Der Erfolg zeigte sich rasch. Schon achtzehn Monate später fand man 9.5 Millionen Einträge auf  Google zu diesem Begriff.

Heute ist das Web 2.0 nicht mehr wegzudenken. Es gibt unzählige Communities auf denen Informationen ausgetauscht, Kontakte geknüpft oder Bilder gezeigt werden. Dazu ein paar bekannte Beispiele:

Wikipedia ist ein Onlinelexikon, in welchem jeder User Inhalt dazufügen, verändern oder löschen kann.

Auf Flickr kann jeder seine Fotos und Videos veröffentlichen. Egal ob Fotograf oder Amateur. Der Basic-Account ist kostenlos.

Auf Amazon kann man Bücher, CDs, DVDs, Elektronik und vieles mehr bestellen. Das besondere daran ist, dass man zu jedem Produkt die Meinung von anderen Käufern lesen kann.

Facebook ist ein Portal um sich mit seinen Freunden auf verschiedene Arten zu vernetzen. Es besteht die Möglichkeit Nachrichten zu verschicken, auf einer Karte einzuzeichnen wo man schon alles gewesen ist und noch vieles mehr…

Bei Plattformen gibt es drei verschiedene Wege um eine grosse Datenbank aufzubauen. Man nennt dies „The Architecture of Participation“. Ich zeige diese Varianten anhand von Beispielen:

Yahoo! bezahlte früher Leute um eine Datenbank zu erstellen. Dies ist im Web 2.0 jedoch nicht mehr üblich.

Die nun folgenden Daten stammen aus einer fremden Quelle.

//! Keyword extraction with stop-word filtering.
//!
//! Titles are tokenized, lowercased and stripped of punctuation; short
//! tokens and common English function words are discarded. What remains
//! is the ordered list of content-bearing words used for hashtag
//! building and for the keyword-preservation metric.

use lazy_static::lazy_static;
use regex::Regex;
use std::collections::HashSet;

/// Common English function words and irregular verb forms.
///
/// Hand-curated; membership is checked after lowercasing, so the list
/// only carries lowercase entries.
const STOP_WORDS: &[&str] = &[
    "the", "and", "for", "are", "but", "not", "you", "all", "can", "had", "her", "was", "one",
    "our", "out", "day", "get", "has", "him", "his", "how", "its", "may", "new", "now", "old",
    "see", "two", "who", "boy", "did", "she", "use", "way", "will", "with", "any", "each", "man",
    "men", "own", "take", "than", "too", "upon", "very", "want", "well", "went", "were", "work",
    "year", "been", "call", "first", "food", "hand", "last", "part", "place", "same", "here",
    "home", "house", "large", "show", "small", "spell", "thing", "walk", "why", "about", "after",
    "again", "could", "every", "found", "great", "learn", "never", "often", "other", "said",
    "some", "sound", "still", "those", "under", "water", "where", "which", "would", "write",
    "right", "many", "think", "more", "number", "no", "people", "them", "these", "time", "up",
    "week", "what", "when", "while", "your", "a", "an", "of", "to", "in", "is", "on", "that",
    "by", "this", "have", "from", "or", "as", "be", "at", "so", "we", "he", "me", "my", "us",
    "they", "it", "do", "go", "if", "mr", "mrs", "say", "says", "got", "set", "make", "made",
    "put", "seem", "seems", "took", "come", "came", "saw", "know", "knew", "thought", "look",
    "looked", "give", "gave", "used", "find", "tell", "told", "become", "became", "leave",
    "left", "feel", "felt", "bring", "brought", "begin", "began", "keep", "kept", "hold",
    "held", "wrote", "stand", "stood", "hear", "heard", "let", "mean", "meant", "meet", "met",
    "run", "pay", "paid", "sit", "sat", "speak", "spoke", "lie", "lay", "lead", "led", "read",
    "grow", "grew", "fall", "fell", "send", "sent", "build", "built", "live", "lived", "hurt",
    "need", "cut", "burn", "burnt", "deal", "dealt", "hang", "hung", "shine", "shone",
    "stretch", "stretched", "speed", "sped", "spill", "spilt", "spin", "spun", "spread",
    "spring", "sprang", "steal", "stole", "stick", "stuck", "swear", "swore", "swing", "swung",
    "teach", "taught", "tear", "tore", "wake", "woke", "wear", "wore", "win", "won",
    "withdraw", "withdrew", "break", "broke",
];

/// Minimum token length (exclusive) for a token to count as a keyword.
const MIN_KEYWORD_LEN: usize = 3;

lazy_static! {
    static ref NON_WORD: Regex = Regex::new(r"[^\w\s]").unwrap();
    static ref STOP_WORD_SET: HashSet<&'static str> = STOP_WORDS.iter().copied().collect();
}

/// True if the (lowercase) token is a stop word.
pub fn is_stop_word(word: &str) -> bool {
    STOP_WORD_SET.contains(word)
}

/// Extract the ordered list of content-bearing keywords from a title.
///
/// Tokens are lowercased, stripped of punctuation and kept when longer
/// than three characters and not in the stop-word set. Insertion order
/// follows the original token order; duplicate tokens are kept.
pub fn extract_keywords(title: &str) -> Vec<String> {
    let lowered = title.to_lowercase();
    let cleaned = NON_WORD.replace_all(&lowered, "");
    cleaned
        .split_whitespace()
        .filter(|w| w.chars().count() > MIN_KEYWORD_LEN)
        .filter(|w| !is_stop_word(w))
        .map(|w| w.to_string())
        .collect()
}

#[cfg(test)]
mod tests {
    use super::*;

    #[test]
    fn extracts_content_words_in_order() {
        let keywords = extract_keywords("5 tips for better sleep");
        assert_eq!(keywords, vec!["tips", "better", "sleep"]);
    }

    #[test]
    fn strips_punctuation_and_lowercases() {
        let keywords = extract_keywords("Cooking Pasta, The Italian Way!");
        assert_eq!(keywords, vec!["cooking", "pasta", "italian"]);
    }

    #[test]
    fn short_tokens_are_dropped() {
        // "tip" has exactly three characters and is excluded
        let keywords = extract_keywords("tip jars everywhere");
        assert_eq!(keywords, vec!["jars", "everywhere"]);
    }

    #[test]
    fn all_stop_words_yield_nothing() {
        assert!(extract_keywords("the and but for").is_empty());
        assert!(extract_keywords("which would where these").is_empty());
    }

    #[test]
    fn empty_input_yields_nothing() {
        assert!(extract_keywords("").is_empty());
        assert!(extract_keywords("   ").is_empty());
    }

    #[test]
    fn duplicates_are_preserved() {
        let keywords = extract_keywords("pasta pasta pasta");
        assert_eq!(keywords, vec!["pasta", "pasta", "pasta"]);
    }

    #[test]
    fn stop_word_membership() {
        assert!(is_stop_word("the"));
        assert!(is_stop_word("withdraw"));
        assert!(!is_stop_word("pasta"));
    }
}
//! Target platform model and per-platform constants.

use serde::{Deserialize, Serialize};
use std::fmt;
use std::str::FromStr;

/// Supported target platforms.
///
/// Unrecognized platform names parse to [`Platform::Other`] instead of
/// failing: behavior degrades to defaults, it never errors.
#[derive(Debug, Clone, Copy, PartialEq, Eq, Hash, Serialize, Deserialize)]
#[serde(rename_all = "lowercase")]
pub enum Platform {
    X,
    YouTube,
    Instagram,
    Facebook,
    Other,
}

impl FromStr for Platform {
    type Err = std::convert::Infallible;

    fn from_str(s: &str) -> Result<Self, Self::Err> {
        Ok(match s.to_lowercase().as_str() {
            "x" | "twitter" => Platform::X,
            "youtube" => Platform::YouTube,
            "instagram" => Platform::Instagram,
            "facebook" => Platform::Facebook,
            _ => Platform::Other,
        })
    }
}

impl fmt::Display for Platform {
    fn fmt(&self, f: &mut fmt::Formatter<'_>) -> fmt::Result {
        let name = match self {
            Platform::X => "x",
            Platform::YouTube => "youtube",
            Platform::Instagram => "instagram",
            Platform::Facebook => "facebook",
            Platform::Other => "other",
        };
        write!(f, "{}", name)
    }
}

/// Read-only per-platform constants.
#[derive(Debug, Clone, Copy)]
pub struct PlatformProfile {
    /// Hard character budget for a title on this platform.
    pub char_limit: usize,
    /// Length the engagement scorer rewards proximity to.
    pub optimal_length: usize,
    /// What the platform's ranking system is known to reward.
    pub algorithm_factors: &'static str,
    /// Style guidance surfaced in the analysis output.
    pub style_guidelines: &'static str,
}

const X_PROFILE: PlatformProfile = PlatformProfile {
    char_limit: 280,
    optimal_length: 100,
    algorithm_factors: "Engagement velocity in the first 30 minutes, hashtag relevance, \
account authority and media attachments drive distribution.",
    style_guidelines: "Aim for 81-100 characters, include 1-2 relevant hashtags, lean on \
question structures and timely topics.",
};

const YOUTUBE_PROFILE: PlatformProfile = PlatformProfile {
    char_limit: 100,
    optimal_length: 60,
    algorithm_factors: "Click-through rate, watch time and retention, session duration and \
viewer engagement decide recommendations.",
    style_guidelines: "Target 41-60 characters for search, include listicle numbers, use \
year brackets and front-load the primary keyword.",
};

const INSTAGRAM_PROFILE: PlatformProfile = PlatformProfile {
    char_limit: 2200,
    optimal_length: 150,
    algorithm_factors: "Saves and shares, comment quality, Explore-page engagement and \
Reels completion rate carry the most weight.",
    style_guidelines: "Keep the first line short for the feed preview, add 3-5 targeted \
hashtags and 1-2 emojis for visual appeal.",
};

const FACEBOOK_PROFILE: PlatformProfile = PlatformProfile {
    char_limit: 80,
    optimal_length: 60,
    algorithm_factors: "Meaningful interactions, shareability, video completion and page \
trust are preferred by the feed ranking.",
    style_guidelines: "Keep preview text to 40-60 characters, use question formats to \
invite comments and keep the sentiment positive.",
};

/// Fallback for platforms outside the fixed set: X's character budget
/// and guideline texts with a generic optimal length.
const OTHER_PROFILE: PlatformProfile = PlatformProfile {
    char_limit: 280,
    optimal_length: 70,
    algorithm_factors: X_PROFILE.algorithm_factors,
    style_guidelines: X_PROFILE.style_guidelines,
};

impl Platform {
    /// Look up the read-only constants for this platform.
    pub fn profile(&self) -> &'static PlatformProfile {
        match self {
            Platform::X => &X_PROFILE,
            Platform::YouTube => &YOUTUBE_PROFILE,
            Platform::Instagram => &INSTAGRAM_PROFILE,
            Platform::Facebook => &FACEBOOK_PROFILE,
            Platform::Other => &OTHER_PROFILE,
        }
    }
}
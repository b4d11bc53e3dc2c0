mod rate_limit;
mod requests_logging;

pub use rate_limit::{limit_by_ip, IpRateLimiter, AUTH_REQUESTS_PER_WINDOW, AUTH_WINDOW};
pub use requests_logging::{log_requests, RequestsLoggingLevel};
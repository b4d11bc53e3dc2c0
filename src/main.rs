use anyhow::{Context, Result};
use clap::Parser;
use std::path::PathBuf;
use std::sync::Arc;
use std::time::Duration;
use tracing::{info, level_filters::LevelFilter, warn};
use tracing_subscriber::{layer::SubscriberExt, util::SubscriberInitExt, EnvFilter};

use titleforge_server::config::{FileConfig, LlmConfig};
use titleforge_server::generation::{GenerationService, DEFAULT_MIN_INTERVAL};
use titleforge_server::llm::{LlmProvider, OpenAiProvider, RetryPolicy};
use titleforge_server::server::{run_server, RequestsLoggingLevel, ServerConfig};
use titleforge_server::user::{JwtKeys, SqliteUserStore};

/// Placeholder secret for local development only.
const DEV_JWT_SECRET: &str = "titleforge-dev-secret-change-in-production";

fn parse_path(s: &str) -> Result<PathBuf> {
    let path_buf = PathBuf::from(s);
    let original_path = match path_buf.canonicalize() {
        Ok(path) => path,
        Err(msg) => {
            if msg.kind() == std::io::ErrorKind::NotFound {
                path_buf
            } else {
                return Err(msg).with_context(|| format!("Error resolving path: {}", s));
            }
        }
    };
    if original_path.is_absolute() {
        return Ok(original_path);
    }
    let cwd = std::env::current_dir()?;
    Ok(cwd.join(original_path))
}

#[derive(Parser, Debug)]
struct CliArgs {
    /// Path to the SQLite database file to use for user storage.
    #[clap(value_parser = parse_path)]
    pub user_store_file_path: PathBuf,

    /// The port to listen on.
    #[clap(short, long, default_value_t = 3000)]
    pub port: u16,

    /// The level of logging to perform on each request.
    #[clap(long, default_value = "path")]
    pub logging_level: RequestsLoggingLevel,

    /// Path to the frontend directory to be statically served.
    #[clap(long)]
    pub frontend_dir_path: Option<String>,

    /// Path to an optional TOML configuration file (LLM endpoints live
    /// here).
    #[clap(long, value_parser = parse_path)]
    pub config: Option<PathBuf>,

    /// Disable the registration endpoint.
    #[clap(long, default_value_t = false)]
    pub disable_registration: bool,
}

fn build_provider(config: &LlmConfig) -> Option<Arc<dyn LlmProvider>> {
    if !config.is_configured() {
        return None;
    }
    let base_url = config.base_url.clone()?;
    let model = config.model.clone()?;
    info!("LLM endpoint configured: {} ({})", base_url, model);
    Some(Arc::new(OpenAiProvider::new(
        base_url,
        model,
        config.api_key.clone(),
    )))
}

#[tokio::main]
async fn main() -> Result<()> {
    let cli_args = CliArgs::parse();

    tracing_subscriber::registry()
        .with(tracing_subscriber::fmt::layer())
        .with(
            EnvFilter::builder()
                .with_default_directive(LevelFilter::INFO.into())
                .with_env_var("LOG_LEVEL")
                .from_env_lossy(),
        )
        .try_init()
        .unwrap();

    let file_config = match &cli_args.config {
        Some(path) => {
            info!("Loading configuration from {:?}", path);
            FileConfig::load(path)?
        }
        None => FileConfig::default(),
    };

    let jwt_secret = std::env::var("JWT_SECRET")
        .ok()
        .or_else(|| file_config.jwt_secret.clone())
        .unwrap_or_else(|| {
            warn!("JWT_SECRET not set, using the development secret");
            DEV_JWT_SECRET.to_string()
        });
    let jwt_keys = Arc::new(JwtKeys::new(&jwt_secret));

    info!(
        "Opening SQLite user database at {:?}...",
        cli_args.user_store_file_path
    );
    let user_store = Arc::new(SqliteUserStore::new(&cli_args.user_store_file_path)?);

    let generation_config = file_config.generation.clone().unwrap_or_default();
    let retry = RetryPolicy::new(
        generation_config.max_retries.unwrap_or(3),
        Duration::from_secs(generation_config.retry_delay_secs.unwrap_or(1)),
    );
    let timeout = Duration::from_secs(generation_config.timeout_secs.unwrap_or(30));

    let primary = file_config.llm.as_ref().and_then(build_provider);
    let fallback = file_config.fallback_llm.as_ref().and_then(build_provider);
    if primary.is_none() && fallback.is_none() {
        info!("No LLM endpoint configured; titles are generated heuristically");
    }
    let generation = Arc::new(GenerationService::new(primary, fallback, retry, timeout));

    let config = ServerConfig {
        requests_logging_level: cli_args.logging_level,
        port: file_config.port.unwrap_or(cli_args.port),
        frontend_dir_path: file_config
            .frontend_dir_path
            .or(cli_args.frontend_dir_path),
        disable_registration: file_config
            .disable_registration
            .unwrap_or(cli_args.disable_registration),
        generation_min_interval: generation_config
            .min_interval_secs
            .map(Duration::from_secs)
            .unwrap_or(DEFAULT_MIN_INTERVAL),
    };

    info!("Ready to serve at port {}!", config.port);
    run_server(user_store, jwt_keys, generation, config).await
}
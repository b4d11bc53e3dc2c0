//! LLM provider trait definition.

use super::types::{CompletionResponse, Message};
use async_trait::async_trait;
use std::time::Duration;
use thiserror::Error;

/// Options for a completion request.
#[derive(Debug, Clone)]
pub struct CompletionOptions {
    /// Temperature for sampling (0.0 = deterministic, 1.0 = creative).
    pub temperature: f32,
    /// Maximum tokens to generate.
    pub max_tokens: Option<u32>,
    /// Request timeout; the in-flight call is cancelled when it fires.
    pub timeout: Duration,
}

impl Default for CompletionOptions {
    fn default() -> Self {
        Self {
            temperature: 0.7,
            max_tokens: None,
            timeout: Duration::from_secs(30),
        }
    }
}

/// Errors that can occur when interacting with an LLM provider.
#[derive(Debug, Error)]
pub enum LlmError {
    #[error("Connection error: {0}")]
    Connection(String),

    #[error("API error (status {status}): {message}")]
    Api { status: u16, message: String },

    #[error("Invalid response: {0}")]
    InvalidResponse(String),

    #[error("Rate limited")]
    RateLimited,

    #[error("Request timeout")]
    Timeout,
}

/// Trait for LLM providers.
///
/// Implementations can connect to different chat-completion backends
/// while exposing a single interface to the generation service.
#[async_trait]
pub trait LlmProvider: Send + Sync {
    /// Get the provider's name (e.g., "openai").
    fn name(&self) -> &str;

    /// Get the model being used.
    fn model(&self) -> &str;

    /// Complete a conversation.
    async fn complete(
        &self,
        messages: &[Message],
        options: &CompletionOptions,
    ) -> Result<CompletionResponse, LlmError>;
}
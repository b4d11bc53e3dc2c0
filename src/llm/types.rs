//! Common types for LLM interactions.

use serde::{Deserialize, Serialize};

/// Role of a message in a conversation.
#[derive(Debug, Clone, Copy, PartialEq, Eq, Serialize, Deserialize)]
#[serde(rename_all = "lowercase")]
pub enum MessageRole {
    System,
    User,
    Assistant,
}

/// A message in a conversation with an LLM.
#[derive(Debug, Clone, Serialize, Deserialize)]
pub struct Message {
    pub role: MessageRole,
    pub content: String,
}

impl Message {
    /// Create a system message.
    pub fn system(content: impl Into<String>) -> Self {
        Self {
            role: MessageRole::System,
            content: content.into(),
        }
    }

    /// Create a user message.
    pub fn user(content: impl Into<String>) -> Self {
        Self {
            role: MessageRole::User,
            content: content.into(),
        }
    }

    /// Create an assistant message.
    pub fn assistant(content: impl Into<String>) -> Self {
        Self {
            role: MessageRole::Assistant,
            content: content.into(),
        }
    }
}

/// Response from an LLM completion request.
#[derive(Debug, Clone)]
pub struct CompletionResponse {
    /// The assistant's response text.
    pub content: String,
    /// Why the completion finished.
    pub finish_reason: FinishReason,
    /// Token usage information (if available).
    pub usage: Option<TokenUsage>,
}

/// Why an LLM completion finished.
#[derive(Debug, Clone, Copy, PartialEq, Eq)]
pub enum FinishReason {
    /// Natural end of response.
    Stop,
    /// Hit the maximum token limit.
    MaxTokens,
    /// An error occurred.
    Error,
}

/// Token usage information.
#[derive(Debug, Clone, Copy)]
pub struct TokenUsage {
    pub prompt_tokens: u32,
    pub completion_tokens: u32,
    pub total_tokens: u32,
}
//! Title generation orchestration.
//!
//! Tries the configured LLM providers (primary, then fallback) with
//! bounded retries; any failure drops the request onto the local
//! heuristic pipeline, which always succeeds on valid input. Signal
//! metrics are computed locally in both cases.

use crate::llm::{
    prompts, CompletionOptions, LlmError, LlmProvider, Message, RetryPolicy,
};
use crate::optimizer::{
    self, analysis, scoring, AnalysisSection, Picker, Platform, ScoringProfile, TitleMetrics,
    UniformPicker,
};
use serde::Serialize;
use std::sync::Arc;
use std::time::Duration;
use thiserror::Error;
use tracing::{debug, warn};

/// Sampling temperature for both completions.
const TEMPERATURE: f32 = 0.7;

/// Validation failures reported to the caller.
#[derive(Debug, Error)]
pub enum GenerateError {
    #[error("Invalid input: {0}")]
    InvalidInput(&'static str),
}

/// Which path produced the optimized title.
#[derive(Debug, Clone, Copy, PartialEq, Eq, Serialize)]
#[serde(rename_all = "lowercase")]
pub enum GenerationSource {
    Llm,
    Heuristic,
}

/// Outcome of one generation request.
#[derive(Debug, Clone, Serialize)]
pub struct GenerationResult {
    pub original_title: String,
    pub optimized_title: String,
    pub platform: Platform,
    pub source: GenerationSource,
    pub engagement_score: i32,
    pub readability: i32,
    pub keyword_preservation: f64,
    pub keyword_density: f64,
    pub analysis: Vec<AnalysisSection>,
}

/// Orchestrates LLM completion with heuristic fallback.
pub struct GenerationService {
    primary: Option<Arc<dyn LlmProvider>>,
    fallback: Option<Arc<dyn LlmProvider>>,
    retry: RetryPolicy,
    timeout: Duration,
    picker: Box<dyn Picker>,
    scoring_profile: ScoringProfile,
}

impl GenerationService {
    pub fn new(
        primary: Option<Arc<dyn LlmProvider>>,
        fallback: Option<Arc<dyn LlmProvider>>,
        retry: RetryPolicy,
        timeout: Duration,
    ) -> Self {
        Self {
            primary,
            fallback,
            retry,
            timeout,
            picker: Box::new(UniformPicker),
            scoring_profile: ScoringProfile::Standard,
        }
    }

    /// Heuristic-only service; used when no LLM endpoint is configured.
    pub fn heuristic_only() -> Self {
        Self::new(None, None, RetryPolicy::default(), Duration::from_secs(30))
    }

    /// Replace the random-choice strategy (deterministic tests).
    pub fn with_picker(mut self, picker: Box<dyn Picker>) -> Self {
        self.picker = picker;
        self
    }

    fn llm_configured(&self) -> bool {
        self.primary.is_some() || self.fallback.is_some()
    }

    /// Run one generation request.
    pub async fn generate(
        &self,
        title: &str,
        platform: Platform,
    ) -> Result<GenerationResult, GenerateError> {
        let original = title.trim();
        if original.is_empty() {
            return Err(GenerateError::InvalidInput("title must not be empty"));
        }

        let (optimized, source) = match self.llm_title(original, platform).await {
            Some(llm_title) => (llm_title, GenerationSource::Llm),
            None => (
                optimizer::optimize(original, platform, self.picker.as_ref()),
                GenerationSource::Heuristic,
            ),
        };

        let metrics = self.compute_metrics(original, &optimized, platform);
        let analysis_sections = match source {
            GenerationSource::Llm => self
                .llm_analysis(original, &optimized, platform)
                .await
                .unwrap_or_else(|| analysis::render_metrics(&optimized, platform, &metrics)),
            GenerationSource::Heuristic => {
                analysis::render_metrics(&optimized, platform, &metrics)
            }
        };

        Ok(GenerationResult {
            original_title: original.to_string(),
            optimized_title: optimized,
            platform,
            source,
            engagement_score: metrics.engagement_score,
            readability: metrics.readability,
            keyword_preservation: metrics.keyword_preservation,
            keyword_density: metrics.keyword_density,
            analysis: analysis_sections,
        })
    }

    fn compute_metrics(&self, original: &str, optimized: &str, platform: Platform) -> TitleMetrics {
        TitleMetrics {
            keywords: optimizer::extract_keywords(original),
            readability: scoring::readability(optimized),
            engagement_score: scoring::engagement_score(
                optimized,
                original,
                platform,
                self.scoring_profile,
            ),
            power_word_count: scoring::count_power_words(optimized),
            trigger_count: scoring::count_emotional_triggers(optimized),
            keyword_preservation: scoring::keyword_preservation(original, optimized),
            keyword_density: scoring::keyword_density(original, optimized),
            optimized_length: optimized.chars().count(),
        }
    }

    async fn llm_title(&self, original: &str, platform: Platform) -> Option<String> {
        if !self.llm_configured() {
            return None;
        }

        let messages = [
            Message::system(prompts::SYSTEM_PROMPT),
            Message::user(prompts::title_prompt(original, platform)),
        ];
        match self
            .complete_with_retry(&messages, prompts::TITLE_MAX_TOKENS)
            .await
        {
            Ok(content) => {
                let title = content.trim().trim_matches('"').trim().to_string();
                if title.is_empty() {
                    None
                } else {
                    Some(title)
                }
            }
            Err(err) => {
                warn!("Title generation failed, using heuristic fallback: {}", err);
                None
            }
        }
    }

    async fn llm_analysis(
        &self,
        original: &str,
        optimized: &str,
        platform: Platform,
    ) -> Option<Vec<AnalysisSection>> {
        let messages = [
            Message::system(prompts::SYSTEM_PROMPT),
            Message::user(prompts::analysis_prompt(original, optimized, platform)),
        ];
        match self
            .complete_with_retry(&messages, prompts::ANALYSIS_MAX_TOKENS)
            .await
        {
            Ok(content) => {
                let sections = analysis::reflow_markdown(&content);
                if sections.is_empty() {
                    None
                } else {
                    Some(sections)
                }
            }
            Err(err) => {
                warn!("Analysis generation failed, rendering metrics instead: {}", err);
                None
            }
        }
    }

    async fn complete_with_retry(
        &self,
        messages: &[Message],
        max_tokens: u32,
    ) -> Result<String, LlmError> {
        let options = CompletionOptions {
            temperature: TEMPERATURE,
            max_tokens: Some(max_tokens),
            timeout: self.timeout,
        };

        let mut attempt = 0;
        loop {
            match self.complete_once(messages, &options).await {
                Ok(content) => return Ok(content),
                Err(err) => {
                    if !self.retry.should_retry(attempt) {
                        return Err(err);
                    }
                    let delay = self.retry.delay_after(attempt);
                    debug!(
                        attempt = attempt + 1,
                        delay_ms = delay.as_millis() as u64,
                        "Completion failed, retrying: {}",
                        err
                    );
                    tokio::time::sleep(delay).await;
                    attempt += 1;
                }
            }
        }
    }

    /// One attempt: primary first, fallback provider on primary failure.
    async fn complete_once(
        &self,
        messages: &[Message],
        options: &CompletionOptions,
    ) -> Result<String, LlmError> {
        let primary_err = match &self.primary {
            Some(provider) => match provider.complete(messages, options).await {
                Ok(response) => return Ok(response.content),
                Err(err) => {
                    warn!(provider = provider.name(), "Primary provider failed: {}", err);
                    Some(err)
                }
            },
            None => None,
        };

        match &self.fallback {
            Some(provider) => provider
                .complete(messages, options)
                .await
                .map(|response| response.content),
            None => Err(primary_err
                .unwrap_or_else(|| LlmError::Connection("no provider configured".to_string()))),
        }
    }
}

The Open directory Project wurde von der open source community inspiriert und sucht Freiwillige für die Arbeit.

Napster funktioniert mit einer Gegenleistung. Das heisst du kannst nicht profitieren, wenn du nicht auch anderen deine Daten zur Verfügung stellst.

Für genauere Infos siehe What Is Web 2.0. Ein Artikel von Tim O’Reilly.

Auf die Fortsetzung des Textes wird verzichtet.